Wildlife Verge Management

(Sources: LNRS, NE GIDG 6.13, Plantlife Guidance)

Key Benefits

  • Biodiversity: Increases abundance and diversity of wildflowers; Provides crucial habitat and food source (nectar, pollen, larval food plants) for pollinators (bees, butterflies, hoverflies) and other invertebrates; Creates shelter/corridors for small mammals.
  • Environmental: Can reduce operational carbon emissions from mowing; Improves soil health over time (if cuttings removed).
  • Amenity: Enhances visual appeal of verges with colourful wildflowers.

Technical Guidance

Guidance

Changing verge mowing regimes can significantly boost biodiversity. Requires careful planning and communication. Refer to guidance from Plantlife, Buglife, local councils implementing schemes.

Site Selection & Assessment: Identify suitable verges. Consider safety (sightlines at junctions/bends still require short mowing), existing botanical interest, soil type, public perception. Not all verges suitable for full meadow management.

Mowing Regimes: Shift from frequent amenity cuts (e.g., 6-8 times/year) to less frequent regimes: Option 1 (Basic Improvement): Reduce cuts to 2 per year (e.g., late spring, late summer), remove cuttings. Option 2 (Meadow Management): One main cut per year (late summer/early autumn - July/August/September, after most flowers have set seed), PLUS potentially an early spring cut (March/April) in fertile areas to reduce grass vigour. CRITICAL: Remove all cuttings ('cut and collect') to reduce soil fertility and prevent smothering wildflowers. Leave some areas uncut over winter as refuge habitat if possible.

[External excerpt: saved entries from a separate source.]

pub mod light;

use crate::ThingDescription;

/// Capability names found in a thing's `@type` list.
pub mod ids {
    pub const COLOR_CONTROL: &str = "ColorControl";
    pub const LIGHT: &str = "Light";
    pub const MULTI_LEVEL_SWITCH: &str = "MultiLevelSwitch";
    pub const ON_OFF_SWITCH: &str = "OnOffSwitch";
}

/// Property annotations found in a property's `@type`.
pub mod semantic {
    pub const BRIGHTNESS: &str = "BrightnessProperty";
    pub const COLOR: &str = "ColorProperty";
    pub const COLOR_TEMPERATURE: &str = "ColorTemperatureProperty";
    pub const IMAGE: &str = "ImageProperty";
    pub const LEVEL: &str = "LevelProperty";
    pub const ON_OFF: &str = "OnOffProperty";
    pub const VIDEO: &str = "VideoProperty";
}

/// Which view a thing is rendered with.
#[derive(Debug, Clone, Copy, PartialEq, Eq, Hash)]
pub enum Capability {
    OnOffSwitch,
    MultiLevelSwitch,
    ColorControl,
    ColorTemperatureControl,
    Generic,
}

impl Capability {
    /// Picks the capability for a description.
    ///
    /// `selectedCapability` wins, then the richest recognized `@type` entry,
    /// then the legacy `type` tag.
    pub fn detect(description: &ThingDescription) -> Self {
        let detected = description
            .selected_capability
            .as_deref()
            .and_then(Self::from_capability_name)
            .or_else(|| {
                description
                    .capabilities
                    .iter()
                    .filter_map(|name| Self::from_capability_name(name))
                    .max_by_key(|cap| cap.priority())
            })
            .or_else(|| description.type_tag.as_deref().and_then(Self::from_legacy_type))
            .unwrap_or(Self::Generic);

        if detected == Self::ColorControl
            && !description.has_property(semantic::COLOR, "color")
            && description.has_property(semantic::COLOR_TEMPERATURE, "colorTemperature")
        {
            return Self::ColorTemperatureControl;
        }

        detected
    }

    pub fn from_capability_name(name: &str) -> Option<Self> {
        match name {
            ids::COLOR_CONTROL => Some(Self::ColorControl),
            ids::MULTI_LEVEL_SWITCH => Some(Self::MultiLevelSwitch),
            ids::ON_OFF_SWITCH | ids::LIGHT => Some(Self::OnOffSwitch),
            _ => None,
        }
    }

    pub fn from_legacy_type(tag: &str) -> Option<Self> {
        match tag {
            "onOffSwitch" | "onOffLight" => Some(Self::OnOffSwitch),
            "multiLevelSwitch" | "dimmableLight" => Some(Self::MultiLevelSwitch),
            "onOffColorLight" | "dimmableColorLight" => Some(Self::ColorControl),
            _ => None,
        }
    }

    const fn priority(self) -> u8 {
        match self {
            Self::Generic => 0,
            Self::OnOffSwitch => 1,
            Self::MultiLevelSwitch => 2,
            Self::ColorTemperatureControl => 3,
            Self::ColorControl => 4,
        }
    }
}

#[cfg(test)]
mod tests {
    use super::*;

    fn describe(value: serde_json::Value) -> ThingDescription {
        serde_json::from_value(value).unwrap()
    }

    #[test]
    fn selected_capability_wins() {
        let desc = describe(serde_json::json!({
            "id": "lamp",
            "@type": ["OnOffSwitch", "ColorControl"],
            "selectedCapability": "OnOffSwitch",
            "properties": { "on": { "type": "boolean" } },
        }));

        assert_eq!(Capability::detect(&desc), Capability::OnOffSwitch);
    }

    #[test]
    fn richest_capability_wins() {
        let desc = describe(serde_json::json!({
            "id": "lamp",
            "@type": ["Light", "OnOffSwitch", "MultiLevelSwitch"],
        }));

        assert_eq!(Capability::detect(&desc), Capability::MultiLevelSwitch);
    }

    #[test]
    fn legacy_types() {
        let desc = describe(serde_json::json!({
            "id": "lamp",
            "type": "dimmableColorLight",
            "properties": { "color": { "type": "string" } },
        }));
        assert_eq!(Capability::detect(&desc), Capability::ColorControl);

        let desc = describe(serde_json::json!({ "id": "thing", "type": "thing" }));
        assert_eq!(Capability::detect(&desc), Capability::Generic);
    }

    #[test]
    fn color_temperature_only() {
        let desc = describe(serde_json::json!({
            "id": "bulb",
            "@type": ["ColorControl"],
            "properties": {
                "temp": { "type": "integer", "@type": "ColorTemperatureProperty" },
            },
        }));

        assert_eq!(Capability::detect(&desc), Capability::ColorTemperatureControl);
    }
}
use tokio_tungstenite::tungstenite;

pub mod client;
pub mod config;
pub mod detail;
pub mod dom;
pub mod form;
pub mod log;
pub mod push;
pub mod sync;
pub mod thing;
pub mod view;

pub use thingview_common as common;

pub use self::{
    client::{HttpClient, Transport},
    config::GatewayConfig,
    thing::Thing,
    view::ThingsView,
};

pub type Result<T, E = Error> = std::result::Result<T, E>;

#[derive(thiserror::Error, Debug)]
pub enum Error {
    #[error("http error: {0}")]
    Http(#[from] reqwest::Error),
    #[error("gateway returned {status} for {url}")]
    Status { status: u16, url: String },
    #[error("websocket error: {0}")]
    WebSocket(#[from] tungstenite::Error),
    #[error("serde json error: {0}")]
    Json(#[from] serde_json::Error),
    #[error("bad url: {0}")]
    Url(#[from] url::ParseError),
    #[error("no {0} endpoint")]
    MissingEndpoint(&'static str),
    #[error("no action named {0}")]
    UnknownAction(String),
    #[error("form error: {0}")]
    Form(#[from] form::FormError),
    #[error("protocol error: {0}")]
    Protocol(String),
}
impl Thing {
    /// Fetches a description and the current value of its properties.
    pub async fn load(transport: &impl Transport, href: &str) -> Result<Self> {
        let mut description = transport.get_description(href).await?;
        description.href.get_or_insert_with(|| href.to_owned());

        let properties_href = description
            .properties_href()
            .ok_or(Error::MissingEndpoint("properties"))?;
        let snapshot = transport.get_properties(&properties_href).await?;

        tracing::info!(thing = %description.id, properties = snapshot.len(), "loaded thing");

        Ok(Self::new(description, &snapshot))
    }

    pub fn new(description: ThingDescription, snapshot: &IndexMap<String, Value>) -> Self {
        let mut variant = ThingVariant::detect(&description);
        let mut bindings = IndexMap::new();

        for (name, property) in &description.properties {
            let initial = snapshot.get(name).filter(|value| {
                let ok = property.kind.accepts(value);
                if !ok {
                    tracing::warn!(thing = %description.id, property = %name, "ignoring {value} for a {} property", property.kind);
                }
                ok
            });

            let mut detail = PropertyDetail::new(name, property);
            if let Some(value) = initial {
                detail.update(Some(value));
                variant.update_property(name, Some(value));
            }

            bindings.insert(name.clone(), Binding {
                state: PropertyState::new(initial.cloned()),
                detail,
            });
        }

        let forms = description
            .actions
            .iter()
            .map(|(name, action)| (name.clone(), ActionInputForm::new(name, action)))
            .collect();

        Self { description, variant, bindings, forms }
    }

    pub fn id(&self) -> &ThingId {
        &self.description.id
    }

    pub fn href(&self) -> Option<&str> {
        self.description.href.as_deref()
    }

    pub fn description(&self) -> &ThingDescription {
        &self.description
    }

    pub fn variant(&self) -> &ThingVariant {
        &self.variant
    }

    pub fn value(&self, name: &str) -> Option<&Value> {
        self.bindings.get(name)?.state.value()
    }

    pub fn state(&self, name: &str) -> Option<&PropertyState> {
        Some(&self.bindings.get(name)?.state)
    }

    pub fn detail(&self, name: &str) -> Option<&PropertyDetail> {
        Some(&self.bindings.get(name)?.detail)
    }

    pub fn detail_mut(&mut self, name: &str) -> Option<&mut PropertyDetail> {
        Some(&mut self.bindings.get_mut(name)?.detail)
    }

    pub fn form_mut(&mut self, action: &str) -> Option<&mut ActionInputForm> {
        self.forms.get_mut(action)
    }

    /// Applies a change to one property and refreshes what shows it.
    ///
    /// Returns `None` if the thing doesn't show a property by that name.
    pub fn update_property(&mut self, name: &str, update: PropertyUpdate) -> Option<Reconciliation> {
        let binding = self.bindings.get_mut(name)?;
        let kind = self.description.properties.get(name)?.kind;
        let state = &mut binding.state;

        let outcome = match update {
            PropertyUpdate::Write => {
                state.begin_write();
                Reconciliation::Pending
            }
            PropertyUpdate::Response { generation, value } if kind.accepts(&value) => {
                state.apply_response(generation, value)
            }
            PropertyUpdate::Response { generation, value } => {
                tracing::warn!(thing = %self.description.id, property = %name, "gateway accepted {value} for a {kind} property");
                state.fail(generation)
            }
            PropertyUpdate::Failure { generation } => state.fail(generation),
            PropertyUpdate::Push(value) if kind.accepts(&value) => state.apply_push(value),
            PropertyUpdate::Push(value) => {
                tracing::warn!(thing = %self.description.id, property = %name, "ignoring pushed {value} for a {kind} property");
                return Some(Reconciliation::Discarded);
            }
        };

        if matches!(outcome, Reconciliation::Discarded | Reconciliation::Ignored) {
            tracing::debug!(thing = %self.description.id, property = %name, ?outcome, "superseded");
            return Some(outcome);
        }

        binding.detail.update(state.value());
        self.variant.update_property(name, state.value());

        Some(outcome)
    }

    /// Shows the transition state for `name` and returns the write to send.
    ///
    /// Refused, with a warning, for read-only properties, properties without
    /// a write endpoint, and values the property can't hold.
    pub fn begin_write(&mut self, name: &str, value: Value) -> Option<PendingWrite> {
        let property = self.description.properties.get(name)?;

        if property.read_only {
            tracing::warn!(thing = %self.description.id, property = %name, "property is read-only");
            return None;
        }

        let Some(href) = property.write_href() else {
            tracing::warn!(thing = %self.description.id, property = %name, "property has no write endpoint");
            return None;
        };

        if !property.kind.accepts(&value) || !property.in_bounds(&value) {
            tracing::warn!(thing = %self.description.id, property = %name, "refusing to write {value}");
            return None;
        }

        let href = href.to_owned();
        self.update_property(name, PropertyUpdate::Write)?;

        Some(PendingWrite {
            property: name.to_owned(),
            href,
            value,
            generation: self.bindings[name].state.generation(),
        })
    }

    /// Types `raw` into the property's input and commits it.
    pub fn set_input(&mut self, name: &str, raw: &str) -> Option<PendingWrite> {
        self.detail_mut(name)?.as_input_mut()?.set_value(raw);
        self.commit_input(name)
    }

    /// Commits whatever is in the property's input. A rejected entry is
    /// replaced by the value on display.
    pub fn commit_input(&mut self, name: &str) -> Option<PendingWrite> {
        let binding = self.bindings.get_mut(name)?;
        let input = binding.detail.as_input_mut()?;

        match input.commit() {
            Ok(value) => self.begin_write(name, value),
            Err(e) => {
                tracing::warn!(thing = %self.description.id, property = %name, "{e}");
                input.update(binding.state.value());
                None
            }
        }
    }

    /// Flips a boolean property whose value is known.
    pub fn toggle(&mut self, name: &str) -> Option<PendingWrite> {
        let on = self.value(name)?.as_bool()?;
        self.begin_write(name, Value::Bool(!on))
    }

    /// What clicking the thing's icon does.
    pub fn click(&mut self) -> Option<PendingWrite> {
        let (name, value) = self.variant.click()?;
        let name = name.to_owned();
        self.begin_write(&name, value)
    }

    /// Reconciles the outcome of a write made with [`Thing::begin_write`].
    pub fn complete_write(
        &mut self,
        write: &PendingWrite,
        result: Result<Value>,
    ) -> Option<Reconciliation> {
        let update = match result {
            Ok(value) => PropertyUpdate::Response { generation: write.generation, value },
            Err(e) => {
                tracing::error!(thing = %self.description.id, property = %write.property, "write failed: {e}");
                PropertyUpdate::Failure { generation: write.generation }
            }
        };

        self.update_property(&write.property, update)
    }

    pub fn apply_push(&mut self, name: &str, value: Value) -> Option<Reconciliation> {
        self.update_property(name, PropertyUpdate::Push(value))
    }

    /// Submits an action's form.
    pub fn invoke(&self, action: &str) -> Result<ActionRequest> {
        let form = self
            .forms
            .get(action)
            .ok_or_else(|| Error::UnknownAction(action.to_owned()))?;
        let href = self
            .description
            .action_href(action)
            .ok_or(Error::MissingEndpoint("action"))?;

        Ok(form.submit(&href)?)
    }

    /// Image fetches queued by opened or refreshed modals.
    pub fn take_media_fetches(&mut self) -> Vec<MediaFetch> {
        self.bindings
            .values_mut()
            .filter_map(|binding| binding.detail.as_image_mut()?.take_fetch())
            .collect()
    }

    pub fn media_loaded(&mut self, fetch: &MediaFetch, image: Bytes) -> bool {
        self.detail_mut(&fetch.property)
            .and_then(PropertyDetail::as_image_mut)
            .is_some_and(|detail| detail.loaded(fetch.load, image))
    }

    pub fn attach(&mut self) {
        for binding in self.bindings.values_mut() {
            binding.detail.attach();
        }

        for form in self.forms.values_mut() {
            form.attach();
        }
    }

    pub fn icon_view(&self) -> String {
        self.variant.icon_view()
    }

    /// The tile shown in the things list.
    pub fn card_view(&self) -> String {
        format!(
            r#"<div id="thing-{}" class="thing"><div class="thing-icon">{}</div><span class="thing-title">{}</span></div>"#,
            escape_html_for_id_class(self.description.id.as_str()),
            self.icon_view(),
            escape_html(self.description.display_name()),
        )
    }

    pub fn detail_view(&self) -> String {
        let mut html = format!(
            r#"<div id="thing-detail-{}" class="thing-detail-view">"#,
            escape_html_for_id_class(self.description.id.as_str()),
        );

        for binding in self.bindings.values() {
            html.push_str(&binding.detail.view());
        }

        for form in self.forms.values() {
            html.push_str(&form.view());
        }

        html.push_str("</div>");
        html
    }
}
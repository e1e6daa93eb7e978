//! Per-property renderers shown on a thing's detail page.
//!
//! Each one wraps a single property. `attach` wires listeners once, `view`
//! only reads, and `update` can be repeated with the same value without
//! changing what is shown.

use serde_json::Value;
use thingview_common::{PropertyDescriptor, capabilities::semantic, utils::escape_html};

mod image;
mod input;
mod label;
mod video;

pub use self::{
    image::{ImageDetail, MediaFetch},
    input::{CommitError, Control, InputDetail},
    label::{LabelDetail, TRANSITION_TEXT},
    video::{RequestFilter, StreamingPlayer, VideoDetail, close_button_offset},
};

#[derive(Debug)]
pub enum PropertyDetail {
    Input(InputDetail),
    Label(LabelDetail),
    Image(ImageDetail),
    Video(VideoDetail),
}

impl PropertyDetail {
    pub fn new(name: &str, descriptor: &PropertyDescriptor) -> Self {
        if descriptor.image_href().is_some() || descriptor.has_semantic(semantic::IMAGE) {
            Self::Image(ImageDetail::new(name, descriptor))
        } else if descriptor.dash_href().is_some()
            || descriptor.hls_href().is_some()
            || descriptor.has_semantic(semantic::VIDEO)
        {
            Self::Video(VideoDetail::new(name, descriptor))
        } else if descriptor.read_only {
            Self::Label(LabelDetail::new(name, descriptor))
        } else {
            Self::Input(InputDetail::new(name, descriptor))
        }
    }

    pub fn name(&self) -> &str {
        match self {
            Self::Input(detail) => detail.name(),
            Self::Label(detail) => detail.name(),
            Self::Image(detail) => detail.name(),
            Self::Video(detail) => detail.name(),
        }
    }

    pub fn attach(&mut self) {
        match self {
            Self::Input(detail) => detail.attach(),
            Self::Label(_) => {}
            Self::Image(detail) => detail.attach(),
            Self::Video(detail) => detail.attach(),
        }
    }

    pub fn view(&self) -> String {
        match self {
            Self::Input(detail) => detail.view(),
            Self::Label(detail) => detail.view(),
            Self::Image(detail) => detail.view(),
            Self::Video(detail) => detail.view(),
        }
    }

    /// Shows `value`, or the transition state for `None`.
    pub fn update(&mut self, value: Option<&Value>) {
        match self {
            Self::Input(detail) => detail.update(value),
            Self::Label(detail) => detail.update(value),
            Self::Image(detail) => detail.update(value),
            Self::Video(_) => {}
        }
    }

    pub fn as_input(&self) -> Option<&InputDetail> {
        match self {
            Self::Input(detail) => Some(detail),
            _ => None,
        }
    }

    pub fn as_input_mut(&mut self) -> Option<&mut InputDetail> {
        match self {
            Self::Input(detail) => Some(detail),
            _ => None,
        }
    }

    pub fn as_image_mut(&mut self) -> Option<&mut ImageDetail> {
        match self {
            Self::Image(detail) => Some(detail),
            _ => None,
        }
    }

    pub fn as_video_mut(&mut self) -> Option<&mut VideoDetail> {
        match self {
            Self::Video(detail) => Some(detail),
            _ => None,
        }
    }
}

fn container(label: &str, inner: &str) -> String {
    format!(
        r#"<div class="thing-detail-container"><div class="thing-detail">{inner}</div><div class="thing-detail-label">{}</div></div>"#,
        escape_html(label)
    )
}

fn unit_span(unit: Option<&str>) -> String {
    match unit {
        Some(unit) => format!(r#"<span class="thing-detail-unit">{}</span>"#, escape_html(unit)),
        None => String::new(),
    }
}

Safety & Visibility Splays: Maintain essential safety sightlines at junctions, bends, and access points with regular short mowing (e.g., 1m visibility strip along carriageway edge). Clearly define these areas.

Equipment: Requires machinery capable of cutting longer grass and collecting arisings (e.g., flail collector mower, or cut with one machine and collect with another like a forage harvester/vacuum). Standard amenity mowers often unsuitable.

Enhancement (Optional): On low-diversity verges, consider scarification and overseeding with appropriate native wildflower seed mix (local provenance preferred) after implementing reduced mowing/cut-and-collect for a period to reduce fertility.

Communication & Signage: Essential to manage public perception. Explain the reasons for changed management (e.g., signs like 'Managed for Wildlife', leaflets, council website). Engage local community.

Monitoring: Monitor botanical changes and public feedback.